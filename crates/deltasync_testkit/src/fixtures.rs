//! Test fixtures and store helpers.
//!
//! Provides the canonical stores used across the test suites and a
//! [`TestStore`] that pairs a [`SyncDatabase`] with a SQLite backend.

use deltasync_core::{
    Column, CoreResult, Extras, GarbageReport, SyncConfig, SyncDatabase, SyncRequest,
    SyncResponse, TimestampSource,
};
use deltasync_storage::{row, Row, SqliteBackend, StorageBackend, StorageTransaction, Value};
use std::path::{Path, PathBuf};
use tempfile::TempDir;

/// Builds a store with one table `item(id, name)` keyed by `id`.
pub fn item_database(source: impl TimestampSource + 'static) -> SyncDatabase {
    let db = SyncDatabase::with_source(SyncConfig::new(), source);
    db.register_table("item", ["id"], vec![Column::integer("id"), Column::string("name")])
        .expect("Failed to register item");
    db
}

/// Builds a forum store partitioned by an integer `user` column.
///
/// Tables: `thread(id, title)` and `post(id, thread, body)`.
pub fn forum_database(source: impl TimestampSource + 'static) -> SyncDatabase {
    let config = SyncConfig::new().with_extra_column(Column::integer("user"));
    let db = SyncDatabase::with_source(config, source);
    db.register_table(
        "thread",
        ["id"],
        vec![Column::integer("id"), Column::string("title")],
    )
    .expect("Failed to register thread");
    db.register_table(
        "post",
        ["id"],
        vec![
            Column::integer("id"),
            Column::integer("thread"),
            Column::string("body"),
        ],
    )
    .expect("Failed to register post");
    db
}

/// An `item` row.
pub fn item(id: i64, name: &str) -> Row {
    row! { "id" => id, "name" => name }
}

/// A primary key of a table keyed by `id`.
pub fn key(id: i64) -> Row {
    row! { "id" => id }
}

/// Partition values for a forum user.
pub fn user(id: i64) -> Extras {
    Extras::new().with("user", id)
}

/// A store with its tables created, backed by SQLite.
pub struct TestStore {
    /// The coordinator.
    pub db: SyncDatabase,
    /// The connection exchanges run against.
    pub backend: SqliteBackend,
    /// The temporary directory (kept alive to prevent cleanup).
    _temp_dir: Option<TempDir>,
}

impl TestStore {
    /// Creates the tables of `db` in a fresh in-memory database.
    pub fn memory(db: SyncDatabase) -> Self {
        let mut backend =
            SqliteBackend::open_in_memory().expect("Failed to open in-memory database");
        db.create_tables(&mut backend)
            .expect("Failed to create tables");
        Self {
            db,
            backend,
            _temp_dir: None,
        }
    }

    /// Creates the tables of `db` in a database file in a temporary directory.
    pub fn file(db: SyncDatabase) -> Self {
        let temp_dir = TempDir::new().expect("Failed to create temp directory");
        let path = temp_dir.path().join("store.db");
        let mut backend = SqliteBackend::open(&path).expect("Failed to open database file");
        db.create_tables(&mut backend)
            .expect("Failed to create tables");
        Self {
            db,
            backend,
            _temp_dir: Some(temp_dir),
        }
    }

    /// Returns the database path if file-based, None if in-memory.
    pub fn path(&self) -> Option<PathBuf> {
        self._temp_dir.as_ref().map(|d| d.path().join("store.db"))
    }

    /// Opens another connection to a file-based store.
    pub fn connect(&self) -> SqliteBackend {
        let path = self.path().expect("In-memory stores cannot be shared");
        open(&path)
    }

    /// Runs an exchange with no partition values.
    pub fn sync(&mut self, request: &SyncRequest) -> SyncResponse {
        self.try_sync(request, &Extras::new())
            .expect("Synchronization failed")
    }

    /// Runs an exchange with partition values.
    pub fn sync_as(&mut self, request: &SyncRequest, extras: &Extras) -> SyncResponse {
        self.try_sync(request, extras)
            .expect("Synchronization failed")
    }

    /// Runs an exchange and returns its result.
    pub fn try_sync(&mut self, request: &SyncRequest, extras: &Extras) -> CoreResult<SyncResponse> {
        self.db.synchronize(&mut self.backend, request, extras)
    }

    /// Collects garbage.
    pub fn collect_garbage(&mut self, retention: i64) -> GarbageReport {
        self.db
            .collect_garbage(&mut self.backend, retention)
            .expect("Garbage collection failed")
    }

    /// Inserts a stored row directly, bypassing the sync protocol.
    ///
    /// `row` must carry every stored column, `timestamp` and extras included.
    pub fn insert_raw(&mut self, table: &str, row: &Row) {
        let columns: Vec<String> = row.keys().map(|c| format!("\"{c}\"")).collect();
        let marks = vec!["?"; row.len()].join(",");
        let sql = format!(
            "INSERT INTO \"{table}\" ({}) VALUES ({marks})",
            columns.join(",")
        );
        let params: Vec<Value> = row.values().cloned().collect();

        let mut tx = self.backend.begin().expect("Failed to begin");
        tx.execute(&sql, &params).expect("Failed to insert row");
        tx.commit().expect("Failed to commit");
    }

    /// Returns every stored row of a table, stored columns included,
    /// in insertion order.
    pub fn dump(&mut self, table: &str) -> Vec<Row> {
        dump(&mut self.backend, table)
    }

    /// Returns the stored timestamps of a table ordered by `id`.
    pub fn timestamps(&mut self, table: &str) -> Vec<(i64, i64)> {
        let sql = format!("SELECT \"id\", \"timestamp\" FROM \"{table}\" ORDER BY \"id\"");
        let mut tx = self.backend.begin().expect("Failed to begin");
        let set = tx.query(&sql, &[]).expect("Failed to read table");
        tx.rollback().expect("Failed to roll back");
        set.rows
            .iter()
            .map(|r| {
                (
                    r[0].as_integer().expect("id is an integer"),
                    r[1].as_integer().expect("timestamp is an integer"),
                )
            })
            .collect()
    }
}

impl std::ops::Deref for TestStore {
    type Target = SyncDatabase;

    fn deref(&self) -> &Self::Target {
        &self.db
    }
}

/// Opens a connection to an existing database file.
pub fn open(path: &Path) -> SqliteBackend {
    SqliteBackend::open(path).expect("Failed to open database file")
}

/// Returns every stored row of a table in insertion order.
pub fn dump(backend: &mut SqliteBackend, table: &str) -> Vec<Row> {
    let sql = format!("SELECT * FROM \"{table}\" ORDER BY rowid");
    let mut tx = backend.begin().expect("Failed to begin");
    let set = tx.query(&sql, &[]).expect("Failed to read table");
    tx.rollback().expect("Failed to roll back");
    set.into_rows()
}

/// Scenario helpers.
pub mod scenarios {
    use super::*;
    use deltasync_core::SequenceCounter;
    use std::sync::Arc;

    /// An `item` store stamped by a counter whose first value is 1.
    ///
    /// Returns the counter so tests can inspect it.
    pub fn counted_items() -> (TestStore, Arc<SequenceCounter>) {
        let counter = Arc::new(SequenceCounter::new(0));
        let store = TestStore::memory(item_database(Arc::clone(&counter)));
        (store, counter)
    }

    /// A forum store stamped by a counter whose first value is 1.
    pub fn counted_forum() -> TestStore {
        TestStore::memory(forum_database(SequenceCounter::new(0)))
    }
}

| TRY IT |
In the material above, each line with the word "stored" should be copied.

| SOLUTION FOR THIS PROBLEM |
    /// Inserts a stored row directly, bypassing the sync protocol.
    /// `row` must carry every stored column, `timestamp` and extras included.
    /// Returns every stored row of a table, stored columns included,
    /// Returns the stored timestamps of a table ordered by `id`.
/// Returns every stored row of a table in insertion order.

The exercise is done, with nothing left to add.